Pliny was a tolerant (`anyone who hates faults, hates mankind'), honest and loyal man. He loved liberty (which was regained in Rome with Trajan after the harsh dictatorship of Domitian) and profited as much as he could of his wealth, because `nothing is so short and fleeting as the longest of human lives'.
Politically he was a staunch defender of the state religion (he condemned Christians) and an opponent of secret ballot, because it lead to `wanton irresponsibilities'.
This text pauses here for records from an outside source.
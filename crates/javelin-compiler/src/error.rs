//! Internal compilation errors
//!
//! These mark an inconsistency between pipeline stages, not a user-facing
//! diagnostic. They are deliberately kept out of the report stream: a
//! program that type-checked must lower and emit cleanly, so hitting one of
//! these means a bug in the compiler, not in the compiled program.

use thiserror::Error;

pub type CompileResult<T> = Result<T, CompileError>;

#[derive(Debug, Error)]
pub enum CompileError {
    #[error("expression node {0} has no inferred type")]
    UntypedExpr(u32),

    #[error("statement node {0} has no inferred type")]
    UntypedStmt(u32),

    #[error("operand `{0}` has a type with no serialized form")]
    UnsuffixedOperand(String),

    #[error("label `{label}` is not defined in method `{method}`")]
    UndefinedLabel { label: String, method: String },

    #[error("internal compiler error: {0}")]
    Internal(String),
}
His view on mankind was rather pessimistic: `very few people are as scrupulously honest in secret as in public, and many are influenced by public opinion, but scarcely anyone by conscience.'
Also, he saw his country as a state, `which has long offered the same (or even greater) rewards to dishonesty and wickedness as it does to honor and merit, and `the prevailing habits of the day and the laws judge a man's income to be of primary importance.'
He understood the all importance of education.
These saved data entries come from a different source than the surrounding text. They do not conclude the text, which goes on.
impl<'a> MethodEmitter<'a> {
    pub(crate) fn new(method: &'a Method) -> Self {
        MethodEmitter {
            method,
            code: String::new(),
            stack: StackLimiter::default(),
            cmp_counter: 0,
        }
    }

    fn virtual_reg(&self, name: &str) -> CompileResult<i32> {
        if !self.method.is_static && name == "this" {
            return Ok(0);
        }
        self.method
            .var_table
            .get(name)
            .map(|descriptor| descriptor.virtual_reg)
            .ok_or_else(|| {
                CompileError::Internal(format!(
                    "variable `{}` is missing from the table of `{}`",
                    name, self.method.name
                ))
            })
    }

    fn is_byte_sized(value: i32) -> bool {
        i8::try_from(value).is_ok()
    }

    /// Shortest-encoding constant load by magnitude.
    fn load_int(&mut self, value: i32) {
        let line = if (-1..=5).contains(&value) {
            text::iconst(value)
        } else if Self::is_byte_sized(value) {
            text::bipush(value)
        } else if i16::try_from(value).is_ok() {
            text::sipush(value)
        } else {
            text::ldc(value)
        };
        self.code.push_str(&line);
        self.stack.update(1);
    }

    /// Push one operand onto the operand stack.
    fn load_operand(&mut self, operand: &Operand) -> CompileResult<()> {
        match operand {
            Operand::Literal { value, .. } => {
                match value {
                    Literal::Int(value) => self.load_int(*value),
                    // Boolean true is all-ones so that `ixor` with -1 negates.
                    Literal::Bool(value) => self.load_int(if *value { -1 } else { 0 }),
                }
                Ok(())
            }
            Operand::Var { name, ty, .. } => {
                if matches!(ty, Type::StaticRef(_)) {
                    return Err(CompileError::Internal(format!(
                        "static reference `{}` has no stack representation",
                        name
                    )));
                }
                let register = self.virtual_reg(name)?;
                self.code.push_str(&text::load(text::variant(ty)?, register));
                self.stack.update(1);
                Ok(())
            }
            Operand::ArrayElem { name, index, .. } => {
                let register = self.virtual_reg(name)?;
                self.code.push_str(&text::load("a", register));
                self.stack.update(1);
                self.load_operand(index)?;
                self.code.push_str(&text::operation("i", "aload"));
                self.stack.update(-1);
                Ok(())
            }
        }
    }

    /// Emit an instruction in value position and store its result.
    fn store_result(&mut self, dest: &Operand, src: &InstrKind) -> CompileResult<()> {
        match dest {
            Operand::Var { name, ty, .. } => {
                self.emit_kind(src)?;
                let register = self.virtual_reg(name)?;
                self.code
                    .push_str(&text::store(text::variant(ty)?, register));
                self.stack.update(-1);
                Ok(())
            }
            Operand::ArrayElem { name, index, .. } => {
                let register = self.virtual_reg(name)?;
                self.code.push_str(&text::load("a", register));
                self.stack.update(1);
                self.load_operand(index)?;
                self.emit_kind(src)?;
                self.code.push_str(&text::operation("i", "astore"));
                self.stack.update(-3);
                Ok(())
            }
            Operand::Literal { .. } => Err(CompileError::Internal(
                "assignment destination is a literal".to_string(),
            )),
        }
    }

    /// `x := x + c` (or `c + x`, or `x - c`) with `c` in byte range
    /// collapses to a single increment.
    fn iinc_params(&self, dest: &Operand, src: &InstrKind) -> CompileResult<Option<(i32, i32)>> {
        let InstrKind::BinaryOp { op, lhs, rhs } = src else {
            return Ok(None);
        };
        let (variable, literal, sign) = match (op, lhs, rhs) {
            (BinaryAluOp::Add | BinaryAluOp::Sub, Operand::Var { name, .. }, rhs) => {
                (name, rhs, if *op == BinaryAluOp::Sub { -1 } else { 1 })
            }
            (BinaryAluOp::Add, lhs, Operand::Var { name, .. }) => (name, lhs, 1),
            _ => return Ok(None),
        };
        let Operand::Literal {
            value: Literal::Int(value),
            ..
        } = literal
        else {
            return Ok(None);
        };

        let value = *value * sign;
        if !Self::is_byte_sized(value) {
            return Ok(None);
        }

        let Operand::Var { name: dest, .. } = dest else {
            return Ok(None);
        };
        let register = self.virtual_reg(variable)?;
        if register != self.virtual_reg(dest)? {
            return Ok(None);
        }
        Ok(Some((register, value)))
    }

    /// Emit one instruction, with any labels that precede it.
    pub(crate) fn instruction(&mut self, index: usize, kind: &InstrKind) -> CompileResult<()> {
        let labels: Vec<String> = self
            .method
            .labels_at(index)
            .map(|label| label.to_string())
            .collect();
        for label in labels {
            self.code.push_str(&text::label(&label));
        }
        self.emit_kind(kind)
    }

    fn emit_kind(&mut self, kind: &InstrKind) -> CompileResult<()> {
        match kind {
            InstrKind::Assign { dest, src } => {
                if let Some((register, value)) = self.iinc_params(dest, src)? {
                    self.code.push_str(&text::iinc(register, value));
                    return Ok(());
                }
                self.store_result(dest, src)
            }

            InstrKind::Goto { label } => {
                self.code.push_str(&text::unconditional_goto(label));
                Ok(())
            }

            InstrKind::Branch { cond, label } => {
                self.emit_kind(cond)?;
                self.code.push_str(&text::ifne(label));
                self.stack.update(-1);
                Ok(())
            }

            InstrKind::Call {
                kind,
                callee,
                method,
                args,
                return_type,
            } => self.call(*kind, callee, method, args, return_type),

            InstrKind::Return { value, ty } => {
                if let Some(value) = value {
                    self.load_operand(value)?;
                    self.stack.update(-1);
                }
                self.code.push_str(&text::ret(text::variant(ty)?));
                Ok(())
            }

            InstrKind::PutField {
                object,
                field,
                value,
            } => {
                let path = self.object_path(object)?;
                let name = self.field_name(field)?;
                let descriptor = text::descriptor(field.ty())?;

                self.load_operand(object)?;
                self.load_operand(value)?;
                self.code.push_str(&text::putfield(&path, &name, &descriptor));
                self.stack.update(-2);
                Ok(())
            }

            InstrKind::GetField { object, field } => {
                let path = self.object_path(object)?;
                let name = self.field_name(field)?;
                let descriptor = text::descriptor(field.ty())?;

                self.load_operand(object)?;
                // Pops the object, pushes the value: net zero.
                self.code.push_str(&text::getfield(&path, &name, &descriptor));
                Ok(())
            }

            InstrKind::UnaryOp { op, operand } => {
                self.load_operand(operand)?;
                match op {
                    UnaryAluOp::Not => {
                        self.code.push_str(&text::iconst(-1));
                        self.stack.update(1);
                        self.code.push_str(&text::operation("i", "xor"));
                        self.stack.update(-1);
                    }
                }
                Ok(())
            }

            InstrKind::BinaryOp { op, lhs, rhs } => {
                if op.is_comparison() {
                    return self.comparison(lhs, rhs);
                }
                let mnemonic = match op {
                    BinaryAluOp::Add => "add",
                    BinaryAluOp::Sub => "sub",
                    BinaryAluOp::Mul => "mul",
                    BinaryAluOp::Div => "div",
                    BinaryAluOp::And => "and",
                    BinaryAluOp::Lt => unreachable!("comparisons branch"),
                };
                self.load_operand(lhs)?;
                self.load_operand(rhs)?;
                self.code.push_str(&text::operation("i", mnemonic));
                self.stack.update(-1);
                Ok(())
            }

            InstrKind::SingleOp { operand } => self.load_operand(operand),
        }
    }

    /// The target has no boolean-producing comparison, so `<` lowers to a
    /// subtract-and-branch idiom leaving -1 (true) or 0 on the stack.
    fn comparison(&mut self, lhs: &Operand, rhs: &Operand) -> CompileResult<()> {
        let base = format!("cmp_lt_{}", self.cmp_counter);
        self.cmp_counter += 1;
        let true_label = format!("{}_true", base);
        let end_label = format!("{}_end", base);

        self.load_operand(lhs)?;
        self.load_operand(rhs)?;
        self.code.push_str(&text::operation("i", "sub"));
        self.stack.update(-1);
        self.code.push_str(&text::iflt(&true_label));
        self.stack.update(-1);

        self.code.push_str(&text::iconst(0));
        self.stack.update(1);
        self.code.push_str(&text::unconditional_goto(&end_label));
        self.code.push_str(&text::label(&true_label));
        // Rebalances the branch not taken; the maximum already counted it.
        self.code.push_str(&text::iconst(-1));
        self.code.push_str(&text::label(&end_label));
        Ok(())
    }

    fn call(
        &mut self,
        kind: CallKind,
        callee: &Operand,
        name: &str,
        args: &[Operand],
        return_type: &Type,
    ) -> CompileResult<()> {
        match kind {
            CallKind::Static | CallKind::Virtual | CallKind::Special => {
                if kind != CallKind::Static {
                    self.load_operand(callee)?;
                }

                let mut arg_descriptors = Vec::with_capacity(args.len());
                for arg in args {
                    self.load_operand(arg)?;
                    arg_descriptors.push(text::descriptor(arg.ty())?);
                }

                let instruction = match kind {
                    CallKind::Static => "invokestatic",
                    CallKind::Virtual => "invokevirtual",
                    _ => "invokespecial",
                };
                let path = self.object_path(callee)?;
                let return_descriptor = text::descriptor(return_type)?;
                self.code.push_str(&text::invoke(
                    instruction,
                    &path,
                    name,
                    &arg_descriptors,
                    &return_descriptor,
                ));

                self.stack.update(-(args.len() as i32));
                if kind != CallKind::Static {
                    self.stack.update(-1);
                }
                if *return_type != Type::Void {
                    self.stack.update(1);
                }
                Ok(())
            }

            CallKind::New => match return_type {
                Type::Array(_) => {
                    let size = args.first().ok_or_else(|| {
                        CompileError::Internal("array allocation without a size".to_string())
                    })?;
                    self.load_operand(size)?;
                    // Pops the size, pushes the reference.
                    self.code.push_str(&text::new_array("int"));
                    Ok(())
                }
                _ => {
                    let path = self.object_path(callee)?;
                    self.code.push_str(&text::new_object(&path));
                    self.stack.update(1);
                    Ok(())
                }
            },

            CallKind::ArrayLength => {
                self.load_operand(callee)?;
                self.code.push_str(&text::array_length());
                Ok(())
            }
        }
    }

    /// The result of a call in a bare statement position must still be
    /// consumed: every push needs a matching pop.
    pub(crate) fn pop_result(&mut self) {
        self.code.push_str(&text::pop());
        self.stack.update(-1);
    }

    /// Class path of the operand a field access or call goes through.
    fn object_path(&self, operand: &Operand) -> CompileResult<String> {
        match operand.ty() {
            Type::Class(class) | Type::StaticRef(class) => Ok(class.class_path()),
            other => Err(CompileError::Internal(format!(
                "`{}` is not a class-typed access target",
                other
            ))),
        }
    }

    fn field_name(&self, field: &Operand) -> CompileResult<String> {
        field
            .name()
            .map(str::to_string)
            .ok_or_else(|| CompileError::Internal("field operand has no name".to_string()))
    }

    /// Assemble header, limits, body, and trailer.
    pub(crate) fn build(self) -> CompileResult<String> {
        let mut locals = if self.method.is_static { 0 } else { 1 };
        for descriptor in self.method.var_table.values() {
            locals = locals.max(descriptor.virtual_reg + 1);
        }

        let arg_descriptors = self
            .method
            .params
            .iter()
            .map(|(_, ty)| text::descriptor(ty))
            .collect::<CompileResult<Vec<_>>>()?;
        let return_descriptor = text::descriptor(&self.method.return_type)?;

        let mut out = text::method_header(
            self.method.is_public,
            self.method.is_static,
            &self.method.name,
            &arg_descriptors,
            &return_descriptor,
        );
        out.push_str(&text::limit_stack(self.stack.limit()));
        out.push_str(&text::limit_locals(locals));
        out.push_str(&self.code);
        out.push_str(&text::end_method());
        Ok(out)
    }
}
As a big lover of literature (`no book so bad that some good could not be got out of it') he saw the greatness of his friend Cornelius Tacitus: `I believe that your histories will be immortal.'
Most of the letters are rather unimportant exhortations, recommendations, discussions about wills and legacies, or about the Roman bar, with barristers speeches of 5 hours, `sold counsel', fake lawsuits, `compulsion' pleading, `dinner-clappers' and `bravo-callers'.
This book is only for historians and lovers of classical literature.